Kedua mata Rasulullah saw. menitikkan air mata. Lalu Saad bertanya: Apa arti
air mata itu, ya Rasulullah? Rasulullah saw. bersabda: Ini adalah rahmat (kasih
sayang) yang diletakkan Allah dalam hati para hamba-Nya. Sesungguhnya Allah
mengasihi para hamba-Nya yang pengasih. (Shahih Muslim No.1531)
Akan tetapi di dalam meneteskan air mata
(menangis) Rasullulah melarang kepada
umatnya untuk berteriak teriak, meronta ronta, merobek pakaian, ataupun
meratapi musibah yang dialami. Hal ini sebagaimana di dalam sabda beliau :
Dari Abdullah bin
Mas’ud Radhiallahu’anhu, Rasulullah Shallallahu’alaihi wasallam bersabda:
“Tidak termasuk
golongan kami orang yang menampar pipi, yang merobek-robek pakaian dan yang
menyeru dengan seruan jahiliyah” (HR Al Bukhari, Fathul Bari : 3/163).
Nabi
Shallallahu’alaihi wasallam melaknat orang yang suka melakukan ratapan
berlebihan kepada mayit.
Abu Umamah
Radhiallahu’anhu meriwayatkan :
“Rasulullah
Shallallahu’alaihi wasallam melaknat wanita yang mencakar mukanya,
merobek-robek bajunya, serta yang berteriak dan berkata : ‘celaka dan binasalah
aku” (HR Ibnu Majah : 1/505, Shahihul Jami’ : 5068)
Abu Burdah bin Abi Musa
berkata, "Abu Musa sakit keras, lalu ia pingsan. Kepalanya di pangkuan
seorang wanita keluarganya, maka ia tidak dapat menolak sesuatu pun tehadap
wanita itu.

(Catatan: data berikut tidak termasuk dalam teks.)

//! Shared test utilities for the hrrr-extract workspace.
//!
//! This crate provides common testing infrastructure including:
//! - Synthetic GRIB2 messages
//! - Synthetic HRRR files with matching `.idx` manifests
//! - Temporary fixture files
//!
//! # Usage
//!
//! Add to your crate's `Cargo.toml`:
//!
//! ```toml
//! [dev-dependencies]
//! test-utils = { path = "../test-utils" }
//! ```

pub mod grib2;
pub mod manifests;
pub mod paths;

// Re-export commonly used items at the crate root
pub use grib2::Grib2Builder;
pub use manifests::{manifest_line, manifest_lines, SyntheticHrrrFile};
pub use paths::*;

/// Macro for approximate floating-point equality assertions.
///
/// # Usage
///
/// ```ignore
/// use test_utils::assert_approx_eq;
///
/// assert_approx_eq!(1.0001_f64, 1.0_f64, 0.001_f64); // passes
/// assert_approx_eq!(1.1_f32, 1.0_f32, 0.001_f32);    // fails
/// ```
#[macro_export]
macro_rules! assert_approx_eq {
    ($left:expr, $right:expr, $epsilon:expr) => {{
        let left: f64 = $left as f64;
        let right: f64 = $right as f64;
        let epsilon: f64 = $epsilon as f64;
        let diff = (left - right).abs();
        if diff > epsilon {
            panic!(
                "assertion failed: `(left ≈ right)`\n  left: `{:?}`,\n right: `{:?}`,\n  diff: `{:?}` > epsilon `{:?}`",
                left, right, diff, epsilon
            );
        }
    }};
}

/// Approximate equality for two slices of values, element by element.
#[macro_export]
macro_rules! assert_values_approx_eq {
    ($left:expr, $right:expr, $epsilon:expr) => {{
        let left = &$left;
        let right = &$right;
        assert_eq!(left.len(), right.len(), "length mismatch");
        for (l, r) in left.iter().zip(right.iter()) {
            $crate::assert_approx_eq!(*l, *r, $epsilon);
        }
    }};
}
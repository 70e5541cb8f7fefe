//! Source file and published record naming.
//!
//! Source files follow
//! `{root}/{model}.{YYYYMMDD}/{subpath}/{model}.t{HH}z.{product}f{FF}.{ext}`
//! and each has a companion manifest at the same URL plus a fixed suffix.
//! Published records follow
//! `{prefix}/{model}.{YYYYMMDD}/{subpath}/{model}.t{HH}z.f{FF}.csv`.

use serde::{Deserialize, Serialize};

use crate::error::{HrrrError, HrrrResult};
use crate::time::RunId;

/// Naming convention of the source model files.
#[derive(Debug, Clone, PartialEq, Eq, Serialize, Deserialize)]
#[serde(default)]
pub struct SourceLayout {
    /// Base URL the dated directories live under
    pub root: String,
    /// Model name used in directory and file names (e.g., "hrrr")
    pub model: String,
    /// Domain sub-directory (e.g., "conus")
    pub subpath: String,
    /// Product tag preceding the forecast hour (e.g., "wrfsfc")
    pub product: String,
    /// File extension without the dot
    pub extension: String,
    /// Suffix appended to a file URL to address its manifest
    pub manifest_suffix: String,
}

impl Default for SourceLayout {
    fn default() -> Self {
        Self {
            root: "https://noaahrrr.blob.core.windows.net/hrrr".to_string(),
            model: "hrrr".to_string(),
            subpath: "conus".to_string(),
            product: "wrfsfc".to_string(),
            extension: "grib2".to_string(),
            manifest_suffix: ".idx".to_string(),
        }
    }
}

impl SourceLayout {
    fn file_name(&self, run: &RunId) -> String {
        format!(
            "{}.t{}z.{}f{}.{}",
            self.model,
            run.analysis_hour_str(),
            self.product,
            run.forecast_hour_str(),
            self.extension
        )
    }

    /// URL of a run's file under the configured root.
    pub fn file_url(&self, run: &RunId) -> String {
        self.file_url_under(&self.root, run)
    }

    /// URL of a run's file under an explicit root.
    pub fn file_url_under(&self, root: &str, run: &RunId) -> String {
        format!(
            "{}/{}.{}/{}/{}",
            root.trim_end_matches('/'),
            self.model,
            run.date_str(),
            self.subpath,
            self.file_name(run)
        )
    }

    /// Manifest URL for a file URL.
    pub fn manifest_url(&self, file_url: &str) -> String {
        format!("{}{}", file_url, self.manifest_suffix)
    }

    /// Split a source file URL into its root and run identity.
    pub fn parse_url(&self, url: &str) -> HrrrResult<(String, RunId)> {
        let invalid = || HrrrError::InvalidRun(format!("unrecognised source url: {}", url));

        let (dir, file) = url.rsplit_once('/').ok_or_else(invalid)?;
        let (analysis_hour, forecast_hour) = self.parse_file_name(file).ok_or_else(invalid)?;

        let dir = dir
            .strip_suffix(self.subpath.as_str())
            .and_then(|d| d.strip_suffix('/'))
            .ok_or_else(invalid)?;
        let (root, day_dir) = dir.rsplit_once('/').ok_or_else(invalid)?;
        let date = day_dir
            .strip_prefix(self.model.as_str())
            .and_then(|d| d.strip_prefix('.'))
            .ok_or_else(invalid)?;

        let run = RunId::from_parts(date, analysis_hour, forecast_hour)?;
        Ok((root.to_string(), run))
    }

    /// `{model}.t{HH}z.{product}f{FF}.{ext}` -> (HH, FF)
    fn parse_file_name<'a>(&self, file: &'a str) -> Option<(&'a str, &'a str)> {
        let stem = file
            .strip_suffix(self.extension.as_str())?
            .strip_suffix('.')?;
        let rest = stem.strip_prefix(self.model.as_str())?.strip_prefix(".t")?;
        let (analysis_hour, rest) = rest.split_once("z.")?;
        let forecast_hour = rest.strip_prefix(self.product.as_str())?.strip_prefix('f')?;
        Some((analysis_hour, forecast_hour))
    }

    /// Object key of a run's published record set.
    pub fn output_key(&self, prefix: &str, run: &RunId) -> String {
        format!(
            "{}/{}.{}/{}/{}.t{}z.f{}.csv",
            prefix.trim_end_matches('/'),
            self.model,
            run.date_str(),
            self.subpath,
            self.model,
            run.analysis_hour_str(),
            run.forecast_hour_str()
        )
    }

    /// Inverse of [`SourceLayout::output_key`]. `None` for keys of any other shape.
    pub fn parse_output_key(&self, prefix: &str, key: &str) -> Option<RunId> {
        let rest = key
            .strip_prefix(prefix.trim_end_matches('/'))?
            .strip_prefix('/')?;
        let (dir, file) = rest.rsplit_once('/')?;

        let day_dir = dir
            .strip_suffix(self.subpath.as_str())?
            .strip_suffix('/')?;
        let date = day_dir.strip_prefix(self.model.as_str())?.strip_prefix('.')?;

        let stem = file.strip_suffix(".csv")?;
        let rest = stem.strip_prefix(self.model.as_str())?.strip_prefix(".t")?;
        let (analysis_hour, forecast_hour) = rest.split_once("z.f")?;

        RunId::from_parts(date, analysis_hour, forecast_hour).ok()
    }
}
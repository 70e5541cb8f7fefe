//! Common types and utilities shared across the HRRR extraction crates.

pub mod error;
pub mod layout;
pub mod time;

pub use error::{HrrrError, HrrrResult};
pub use layout::SourceLayout;
pub use time::{hourly_range, parse_datetime, RunId, TIMESTAMP_FORMAT};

Ketika telah sadar, ia berkata, 'Aku berlepas diri dari orang yang
Rasulullah berlepas diri darinya. Sesungguhnya Rasulullah berlepas diri dari
orang yang berteriak-teriak ketika tertimpa musibah, orang yang mencukur
rambutnya ketika tertimpa musibah, dan orang yang merobek-robek pakaiannya
ketika tertimpa musibah." (Hadits ini
diiiwayatkan oleh Imam Bukhari secara mu'allaq, tetapi di-mausuhul-kan oleh
Muslim dan Abu Ya'la)
Hadis
riwayat Aisyah ra., ia berkata
Ketika
berita gugurnya Ibnu Haritsah, Jakfar bin Abu Thalib dan Abdullah bin Rawahah
sampai kepada Rasulullah saw., Rasulullah saw. pun duduk bersedih hati. Ia
(Aisyah) berkata: Aku melihat dari celah pintu. Lalu datang seseorang
mengabarkan kepada Rasulullah saw., katanya: Wahai Rasulullah saw., sungguh
istri-istri Jakfar! Orang itu menceritakan tangis istri-istri Jakfar. Mendengar
itu Rasulullah saw. menyuruh orang tersebut untuk melarangnya. Dia pun pergi,
lalu kembali lagi, menuturkan bahwa istri-istrinya tidak mau menurut.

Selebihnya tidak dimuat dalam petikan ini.